Sen. Norm Coleman finally got around to aping the latest big Republican talking point on July 3. Like Dick Cheney, John Boehner, Roy Blunt and others, he’s saying that Chinese firms, via leasing agreements with Cuba, can drill for oil closer to the United States than we can. “The Chinese are able to begin operating 90 miles off shore by working with the Cubans,” Coleman said, arguing for new offshore oil exploration.

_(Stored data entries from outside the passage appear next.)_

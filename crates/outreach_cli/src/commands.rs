//! Command handlers.
//!
//! Every command loads the snapshot, runs against an explicit store and
//! writes the snapshot back only after a successful mutation.

use crate::cli::{Cli, Command, CompanyAction, CompanyAddArgs, CompanyUpdateArgs, MethodAction};
use crate::render::{render_companies, render_dashboard, render_methods};
use crate::snapshot_file::{load_store, save_store};
use anyhow::Context;
use chrono::Utc;
use log::info;
use outreach_core::{
    core_version, Company, CompanyDraft, DashboardConfig, DashboardService, InMemoryRecordStore,
    LogCommunicationRequest, MethodDraft, OutreachService,
};
use serde::Serialize;

pub fn run(cli: Cli) -> anyhow::Result<()> {
    if let Command::Version = cli.command {
        println!("outreach_core version={}", core_version());
        return Ok(());
    }

    let store = load_store(&cli.data)?;
    let mut service = OutreachService::new(store);
    let output = Output { json: cli.json };

    let mutated = match cli.command {
        Command::Version => false,
        Command::Dashboard => {
            let config = DashboardConfig {
                zone: cli.utc_offset,
            };
            let now = cli.now.unwrap_or_else(Utc::now);
            let rows = DashboardService::new(service.store(), config).dashboard(now);
            output.print(&rows, || render_dashboard(&rows))?;
            false
        }
        Command::Company { action } => run_company(&mut service, action, output)?,
        Command::Log {
            companies,
            method,
            at,
            notes,
        } => {
            let logged = service.log_communication(LogCommunicationRequest {
                company_ids: companies,
                method_id: method,
                date: at.unwrap_or_else(Utc::now),
                notes,
            })?;
            output.print(&logged, || {
                format!("Logged {} communication(s).\n", logged.len())
            })?;
            !logged.is_empty()
        }
        Command::Method { action } => run_method(&mut service, action, output)?,
    };

    if mutated {
        save_store(&cli.data, service.store())?;
    }
    info!("event=command_done module=cli status=ok mutated={mutated}");
    Ok(())
}

fn run_company(
    service: &mut OutreachService<InMemoryRecordStore>,
    action: CompanyAction,
    output: Output,
) -> anyhow::Result<bool> {
    match action {
        CompanyAction::Add(args) => {
            let company = service.add_company(draft_from_args(args))?;
            output.print(&company, || format!("Added company {}\n", company.id))?;
            Ok(true)
        }
        CompanyAction::Update { id, fields } => {
            let current = service
                .get_company(id)
                .cloned()
                .with_context(|| format!("company not found: {id}"))?;
            let company = service.update_company(apply_update(current, fields))?;
            output.print(&company, || format!("Updated company {}\n", company.id))?;
            Ok(true)
        }
        CompanyAction::Delete { id } => {
            let removed = service.delete_company(id)?;
            output.print(&removed, || format!("Deleted company {}\n", removed.id))?;
            Ok(true)
        }
        CompanyAction::List => {
            let companies = service.list_companies();
            output.print(companies, || render_companies(companies))?;
            Ok(false)
        }
    }
}

fn run_method(
    service: &mut OutreachService<InMemoryRecordStore>,
    action: MethodAction,
    output: Output,
) -> anyhow::Result<bool> {
    match action {
        MethodAction::List => {
            let methods = service.list_communication_methods();
            output.print(&methods, || render_methods(&methods))?;
            Ok(false)
        }
        MethodAction::Add {
            name,
            description,
            sequence,
            mandatory,
        } => {
            let method = service.add_communication_method(MethodDraft {
                name,
                description,
                sequence,
                is_mandatory: mandatory,
            })?;
            output.print(&method, || format!("Added method {}\n", method.id))?;
            Ok(true)
        }
    }
}

fn draft_from_args(args: CompanyAddArgs) -> CompanyDraft {
    let mut draft = CompanyDraft::new(args.name, args.location);
    draft.linkedin_profile = args.linkedin;
    draft.emails = args.emails;
    draft.phone_numbers = args.phone_numbers;
    draft.comments = args.comments;
    draft.communication_periodicity = args.periodicity;
    draft
}

fn apply_update(mut company: Company, fields: CompanyUpdateArgs) -> Company {
    if let Some(name) = fields.name {
        company.name = name;
    }
    if let Some(location) = fields.location {
        company.location = location;
    }
    if let Some(linkedin) = fields.linkedin {
        company.linkedin_profile = Some(linkedin);
    }
    if let Some(emails) = fields.emails {
        company.emails = emails;
    }
    if let Some(phone_numbers) = fields.phone_numbers {
        company.phone_numbers = phone_numbers;
    }
    if let Some(comments) = fields.comments {
        company.comments = comments;
    }
    if let Some(periodicity) = fields.periodicity {
        company.communication_periodicity = periodicity;
    }
    company
}

#[derive(Clone, Copy)]
struct Output {
    json: bool,
}

impl Output {
    fn print<T: Serialize + ?Sized>(
        self,
        value: &T,
        text: impl FnOnce() -> String,
    ) -> anyhow::Result<()> {
        if self.json {
            println!(
                "{}",
                serde_json::to_string_pretty(value).context("failed to serialize output")?
            );
        } else {
            print!("{}", text());
        }
        Ok(())
    }
}
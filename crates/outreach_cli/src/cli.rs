//! Command-line interface definition.
//!
//! Global flags fall back to `OUTREACH_*` environment variables, then to
//! built-in defaults.

use chrono::{DateTime, FixedOffset, Utc};
use clap::{Args, Parser, Subcommand};
use outreach_core::LogLevel;
use std::path::PathBuf;
use uuid::Uuid;

/// Track outreach to companies and see who is due for contact.
#[derive(Parser, Debug)]
#[command(name = "outreach")]
#[command(version, about, long_about = None)]
pub struct Cli {
    /// JSON snapshot holding companies, communications and methods
    #[arg(
        long,
        global = true,
        env = "OUTREACH_DATA",
        default_value = "outreach.json",
        value_name = "PATH"
    )]
    pub data: PathBuf,

    /// UTC offset used for calendar dates, e.g. +02:00. The offset is fixed
    /// and does not follow daylight saving time; pass the offset currently in
    /// effect
    #[arg(
        long,
        global = true,
        env = "OUTREACH_UTC_OFFSET",
        default_value = "+00:00",
        value_parser = parse_utc_offset,
        allow_hyphen_values = true,
        value_name = "OFFSET"
    )]
    pub utc_offset: FixedOffset,

    /// Evaluate the dashboard at this RFC 3339 instant instead of now
    #[arg(long, global = true, value_parser = parse_instant, value_name = "RFC3339")]
    pub now: Option<DateTime<Utc>>,

    /// Log level (error, warn, info, debug, trace)
    #[arg(long, global = true, env = "OUTREACH_LOG_LEVEL", value_name = "LEVEL")]
    pub log_level: Option<LogLevel>,

    /// Absolute directory for rolling log files; logging is off when unset
    #[arg(long, global = true, env = "OUTREACH_LOG_DIR", value_name = "DIR")]
    pub log_dir: Option<PathBuf>,

    /// Output in JSON format
    #[arg(long, global = true)]
    pub json: bool,

    #[command(subcommand)]
    pub command: Command,
}

#[derive(Subcommand, Debug)]
pub enum Command {
    /// Show every company with recent history and next contact date
    Dashboard,

    /// Manage companies
    Company {
        #[command(subcommand)]
        action: CompanyAction,
    },

    /// Log a communication with one or more companies
    Log {
        /// Target company id (repeatable)
        #[arg(long = "company", required = true, value_name = "ID")]
        companies: Vec<Uuid>,

        /// Communication method id
        #[arg(long, value_name = "ID")]
        method: Uuid,

        /// When the contact happened (default: now)
        #[arg(long, value_parser = parse_instant, value_name = "RFC3339")]
        at: Option<DateTime<Utc>>,

        /// Free-text notes
        #[arg(long, default_value = "")]
        notes: String,
    },

    /// Manage communication methods
    Method {
        #[command(subcommand)]
        action: MethodAction,
    },

    /// Print the core library version
    Version,
}

#[derive(Subcommand, Debug)]
pub enum CompanyAction {
    /// Add a company
    Add(CompanyAddArgs),

    /// Replace fields of an existing company
    Update {
        id: Uuid,
        #[command(flatten)]
        fields: CompanyUpdateArgs,
    },

    /// Delete a company and its communication history
    Delete { id: Uuid },

    /// List companies
    List,
}

#[derive(Args, Debug)]
pub struct CompanyAddArgs {
    #[arg(long)]
    pub name: String,

    #[arg(long)]
    pub location: String,

    /// LinkedIn profile URL
    #[arg(long)]
    pub linkedin: Option<String>,

    /// Email address (repeatable)
    #[arg(long = "email")]
    pub emails: Vec<String>,

    /// Phone number (repeatable)
    #[arg(long = "phone")]
    pub phone_numbers: Vec<String>,

    #[arg(long, default_value = "")]
    pub comments: String,

    /// Days between expected contacts
    #[arg(long, default_value_t = outreach_core::DEFAULT_COMMUNICATION_PERIODICITY)]
    pub periodicity: u32,
}

/// Fields left out keep their current value; list flags replace the list.
#[derive(Args, Debug, Default)]
pub struct CompanyUpdateArgs {
    #[arg(long)]
    pub name: Option<String>,

    #[arg(long)]
    pub location: Option<String>,

    /// LinkedIn profile URL; pass an empty string to clear it
    #[arg(long)]
    pub linkedin: Option<String>,

    #[arg(long = "email")]
    pub emails: Option<Vec<String>>,

    #[arg(long = "phone")]
    pub phone_numbers: Option<Vec<String>>,

    #[arg(long)]
    pub comments: Option<String>,

    #[arg(long)]
    pub periodicity: Option<u32>,
}

#[derive(Subcommand, Debug)]
pub enum MethodAction {
    /// List methods in sequence order
    List,

    /// Add a custom method
    Add {
        #[arg(long)]
        name: String,

        #[arg(long, default_value = "")]
        description: String,

        /// Display order (default: after the last method)
        #[arg(long)]
        sequence: Option<u32>,

        #[arg(long)]
        mandatory: bool,
    },
}

/// Parses `Z`, `+HH:MM` or `-HH:MM`.
pub fn parse_utc_offset(value: &str) -> Result<FixedOffset, String> {
    let value = value.trim();
    if value.eq_ignore_ascii_case("z") {
        return FixedOffset::east_opt(0).ok_or_else(|| "invalid zero offset".to_string());
    }

    let invalid = || format!("invalid UTC offset `{value}`; expected +HH:MM or -HH:MM");
    let (sign, rest) = if let Some(rest) = value.strip_prefix('+') {
        (1, rest)
    } else if let Some(rest) = value.strip_prefix('-') {
        (-1, rest)
    } else {
        return Err(invalid());
    };
    let (hours, minutes) = rest.split_once(':').ok_or_else(invalid)?;
    let hours: i32 = hours.parse().map_err(|_| invalid())?;
    let minutes: i32 = minutes.parse().map_err(|_| invalid())?;
    if hours < 0 || !(0..60).contains(&minutes) {
        return Err(invalid());
    }

    FixedOffset::east_opt(sign * (hours * 3600 + minutes * 60)).ok_or_else(invalid)
}

/// Parses an RFC 3339 timestamp into UTC.
pub fn parse_instant(value: &str) -> Result<DateTime<Utc>, String> {
    DateTime::parse_from_rfc3339(value.trim())
        .map(|instant| instant.with_timezone(&Utc))
        .map_err(|err| format!("invalid RFC 3339 timestamp `{value}`: {err}"))
}

#[cfg(test)]
mod tests {
    use super::{parse_instant, parse_utc_offset, Cli, Command, CompanyAction};
    use chrono::{TimeZone, Utc};
    use clap::{CommandFactory, Parser};

    #[test]
    fn utc_offset_parses_signed_hours_and_minutes() {
        assert_eq!(parse_utc_offset("+02:00").unwrap().local_minus_utc(), 7200);
        assert_eq!(parse_utc_offset("-05:30").unwrap().local_minus_utc(), -19800);
        assert_eq!(parse_utc_offset("Z").unwrap().local_minus_utc(), 0);
        assert!(parse_utc_offset("02:00").is_err());
        assert!(parse_utc_offset("+02:75").is_err());
        assert!(parse_utc_offset("+30:00").is_err());
    }

    #[test]
    fn utc_offset_help_states_fixed_offset() {
        let command = Cli::command();
        let help = command
            .get_arguments()
            .find(|arg| arg.get_id() == "utc_offset")
            .and_then(|arg| arg.get_help())
            .unwrap()
            .to_string();
        assert!(help.contains("daylight saving time"));
    }

    #[test]
    fn instant_is_converted_to_utc() {
        assert_eq!(
            parse_instant("2025-01-08T02:00:00+02:00").unwrap(),
            Utc.with_ymd_and_hms(2025, 1, 8, 0, 0, 0).unwrap()
        );
        assert!(parse_instant("2025-01-08").is_err());
    }

    #[test]
    fn global_flags_are_accepted_after_subcommand() {
        let cli = Cli::try_parse_from([
            "outreach",
            "company",
            "add",
            "--name",
            "Acme",
            "--location",
            "Berlin",
            "--email",
            "a@acme.test",
            "--email",
            "b@acme.test",
            "--utc-offset",
            "-03:00",
            "--json",
        ])
        .unwrap();

        assert!(cli.json);
        assert_eq!(cli.utc_offset.local_minus_utc(), -3 * 3600);
        match cli.command {
            Command::Company {
                action: CompanyAction::Add(args),
            } => {
                assert_eq!(args.emails.len(), 2);
                assert_eq!(args.periodicity, 14);
            }
            other => panic!("unexpected command: {other:?}"),
        }
    }

    #[test]
    fn log_requires_at_least_one_company() {
        let result = Cli::try_parse_from([
            "outreach",
            "log",
            "--method",
            "00000000-0000-0000-0000-000000000003",
        ]);
        assert!(result.is_err());
    }
}
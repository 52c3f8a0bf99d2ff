//! Communication method reference data.
//!
//! # Invariants
//! - The seed set always has the same five methods with fixed ids, so
//!   snapshots written by one run stay valid for the next.
//! - The first method of a store's list is the reference method suggested
//!   for the next contact.

use crate::model::validation::ValidationError;
use crate::model::EntityKind;
use serde::{Deserialize, Serialize};
use uuid::Uuid;

/// Stable identifier of a communication method.
pub type MethodId = Uuid;

/// Exact display name that gets the email icon.
pub const EMAIL_METHOD_NAME: &str = "Email";
/// Exact display name that gets the phone icon.
pub const PHONE_CALL_METHOD_NAME: &str = "Phone Call";

/// A channel used to reach a company.
#[derive(Debug, Clone, PartialEq, Eq, Serialize, Deserialize)]
pub struct CommunicationMethod {
    pub id: MethodId,
    pub name: String,
    #[serde(default)]
    pub description: String,
    /// Display/priority order, lowest first.
    pub sequence: u32,
    pub is_mandatory: bool,
}

impl CommunicationMethod {
    /// Rejects a nil id or a blank name.
    pub fn validate(&self) -> Result<(), ValidationError> {
        if self.id.is_nil() {
            return Err(ValidationError::NilId(EntityKind::CommunicationMethod));
        }
        if self.name.trim().is_empty() {
            return Err(ValidationError::BlankField("method name"));
        }
        Ok(())
    }
}

/// Returns the built-in methods in seed order.
pub fn seed_communication_methods() -> Vec<CommunicationMethod> {
    [
        ("LinkedIn Post", "Post on company LinkedIn page", true),
        ("LinkedIn Message", "Direct message on LinkedIn", true),
        (EMAIL_METHOD_NAME, "Email communication", true),
        (PHONE_CALL_METHOD_NAME, "Phone call communication", true),
        ("Other", "Other forms of communication", false),
    ]
    .into_iter()
    .zip(1u32..)
    .map(
        |((name, description, is_mandatory), sequence)| CommunicationMethod {
            id: seed_method_id(sequence),
            name: name.to_string(),
            description: description.to_string(),
            sequence,
            is_mandatory,
        },
    )
    .collect()
}

/// Fixed id of the seed method at 1-based `sequence`.
pub fn seed_method_id(sequence: u32) -> MethodId {
    Uuid::from_u128(u128::from(sequence))
}

#[cfg(test)]
mod tests {
    use super::{seed_communication_methods, seed_method_id, EMAIL_METHOD_NAME};
    use std::collections::HashSet;

    #[test]
    fn seed_has_five_methods_in_sequence_order() {
        let methods = seed_communication_methods();
        let names: Vec<&str> = methods.iter().map(|m| m.name.as_str()).collect();
        assert_eq!(
            names,
            vec!["LinkedIn Post", "LinkedIn Message", "Email", "Phone Call", "Other"]
        );
        let sequences: Vec<u32> = methods.iter().map(|m| m.sequence).collect();
        assert_eq!(sequences, vec![1, 2, 3, 4, 5]);
        assert!(!methods[4].is_mandatory);
        assert!(methods[..4].iter().all(|m| m.is_mandatory));
    }

    #[test]
    fn seed_ids_are_stable_unique_and_valid() {
        let methods = seed_communication_methods();
        let ids: HashSet<_> = methods.iter().map(|m| m.id).collect();
        assert_eq!(ids.len(), methods.len());
        assert_eq!(methods[2].id, seed_method_id(3));
        assert_eq!(methods[2].name, EMAIL_METHOD_NAME);
        assert_eq!(
            methods[0].id.to_string(),
            "00000000-0000-0000-0000-000000000001"
        );
        for method in &methods {
            method.validate().unwrap();
        }
    }
}
//! Plain-text rendering of command results.

use outreach_core::{
    Company, CommunicationMethod, DashboardRow, HistoryChip, MethodIcon, RowHighlight,
};
use std::fmt::Write;

pub fn render_dashboard(rows: &[DashboardRow]) -> String {
    if rows.is_empty() {
        return "No companies yet.\n".to_string();
    }

    let mut out = String::new();
    for row in rows {
        let marker = match row.highlight {
            Some(RowHighlight::Overdue) => "[overdue]  ",
            Some(RowHighlight::DueToday) => "[due today]",
            None => "           ",
        };
        let _ = writeln!(out, "{marker} {} ({})", row.name, row.location);

        let history = if row.history.is_empty() {
            "-".to_string()
        } else {
            row.history
                .iter()
                .map(render_chip)
                .collect::<Vec<_>>()
                .join("  ")
        };
        let _ = writeln!(out, "            recent: {history}");

        let next = row
            .next_scheduled
            .as_ref()
            .map_or("-", |next| next.label.as_str());
        let _ = writeln!(out, "            next:   {next}");
    }
    out
}

fn render_chip(chip: &HistoryChip) -> String {
    match chip.icon {
        Some(MethodIcon::Email) => format!("[email {}]", chip.label),
        Some(MethodIcon::Phone) => format!("[phone {}]", chip.label),
        None => format!("[{}]", chip.label),
    }
}

pub fn render_companies(companies: &[Company]) -> String {
    if companies.is_empty() {
        return "No companies yet.\n".to_string();
    }

    let mut out = String::new();
    for company in companies {
        let _ = writeln!(
            out,
            "{}  {} ({})  every {} day(s)",
            company.id, company.name, company.location, company.communication_periodicity
        );
    }
    out
}

pub fn render_methods(methods: &[&CommunicationMethod]) -> String {
    let mut out = String::new();
    for method in methods {
        let mandatory = if method.is_mandatory { "mandatory" } else { "optional" };
        let _ = writeln!(
            out,
            "{}  {:>2}. {} ({mandatory})",
            method.id, method.sequence, method.name
        );
    }
    out
}
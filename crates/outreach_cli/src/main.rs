//! `outreach` command-line entry point.
//!
//! # Responsibility
//! - Parse flags, start optional file logging and dispatch one command.

mod cli;
mod commands;
mod render;
mod snapshot_file;

use clap::Parser;
use cli::Cli;
use outreach_core::{default_log_level, init_logging};

fn main() -> anyhow::Result<()> {
    let cli = Cli::parse();

    if let Some(log_dir) = &cli.log_dir {
        let level = cli.log_level.unwrap_or_else(default_log_level);
        init_logging(level, log_dir).map_err(anyhow::Error::msg)?;
    }

    commands::run(cli)
}
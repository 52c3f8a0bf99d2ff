//! Field-level validation errors shared by all model records.

use crate::model::company::MAX_COMMUNICATION_PERIODICITY;
use crate::model::EntityKind;
use std::error::Error;
use std::fmt::{Display, Formatter};

/// Reason a record was rejected before reaching the store.
#[derive(Debug, Clone, PartialEq, Eq)]
pub enum ValidationError {
    /// Record or foreign-key id is the nil UUID.
    NilId(EntityKind),
    /// Required text field is blank after trim.
    BlankField(&'static str),
    /// Periodicity must be at least one day.
    InvalidPeriodicity(u32),
    /// Email entry does not look like `local@domain`.
    InvalidEmail(String),
    /// Profile URL is not an http(s) URL.
    InvalidProfileUrl(String),
}

impl Display for ValidationError {
    fn fmt(&self, f: &mut Formatter<'_>) -> std::fmt::Result {
        match self {
            Self::NilId(kind) => write!(f, "{kind} id must not be nil"),
            Self::BlankField(field) => write!(f, "{field} must not be blank"),
            Self::InvalidPeriodicity(days) => {
                write!(
                    f,
                    "communication periodicity must be between 1 and \
                     {MAX_COMMUNICATION_PERIODICITY} days, got {days}"
                )
            }
            Self::InvalidEmail(value) => write!(f, "invalid email address: `{value}`"),
            Self::InvalidProfileUrl(value) => {
                write!(f, "profile url must start with http:// or https://, got `{value}`")
            }
        }
    }
}

impl Error for ValidationError {}
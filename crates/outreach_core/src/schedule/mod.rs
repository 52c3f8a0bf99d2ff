//! Communication scheduling and history aggregation.
//!
//! # Responsibility
//! - Compute each company's recent history and next contact date.
//! - Classify the next contact as overdue, due today or scheduled.
//!
//! # Invariants
//! - Pure functions over borrowed data; nothing here fails. Missing data
//!   gives empty or `None` results.

pub mod aggregator;
pub mod urgency;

Thing is, it’s just not true. Florida Democrat Sen. Mel Martinez says it’s “akin to urban legend,” FactCheck.org says Cheney got it wrong, and Jorge Pinon, an energy fellow with the Center for Hemispheric Policy at the University of Miami, states unequivocally, “China is not drilling in Cuba’s Gulf of Mexico waters, period.” (While China is working with Cuba on oil projects, they’re all on-shore.) Even conservative Washington Post columnist George Will, whose June 5 column mentioned such drilling, later recanted, running a correction that “no Chinese company has been involved in Cuba’s oil exploration that close to the United States.”
While the GOP has shown its trademark unity in getting this factually challenged meme out, one thing Republicans can’t seem to agree on is exactly how far from our fair shores the Chinese are supposedly drilling:
Rep. Sam Graves, May 30: 40 miles
Roy Blunt, Minority Whip, June 11: 45 miles
Rep. George Radanovich: 50 miles
Minority Leader John Boehner, June 11: 60 miles
Dick Cheney, June 11: 60 miles
Rudy Giuliani, July 3: 80 miles
Sen. Norm Coleman: 90 miles
Some variations: Nancy Pfotenhauer, John McCain’s domestic policy advisor, upped the ante on June 17 and 18 TV appearances: She added Russia to the list of scary past or present Communist countries that she says are drilling closer to U.S. shores than Americans can; again, according to FactCheck.org, no country is drilling there, although it is being explored. John Sununu took to the airwaves on July 1 to say that the Cubans (no mention of China) were drilling 60 miles off the American coast.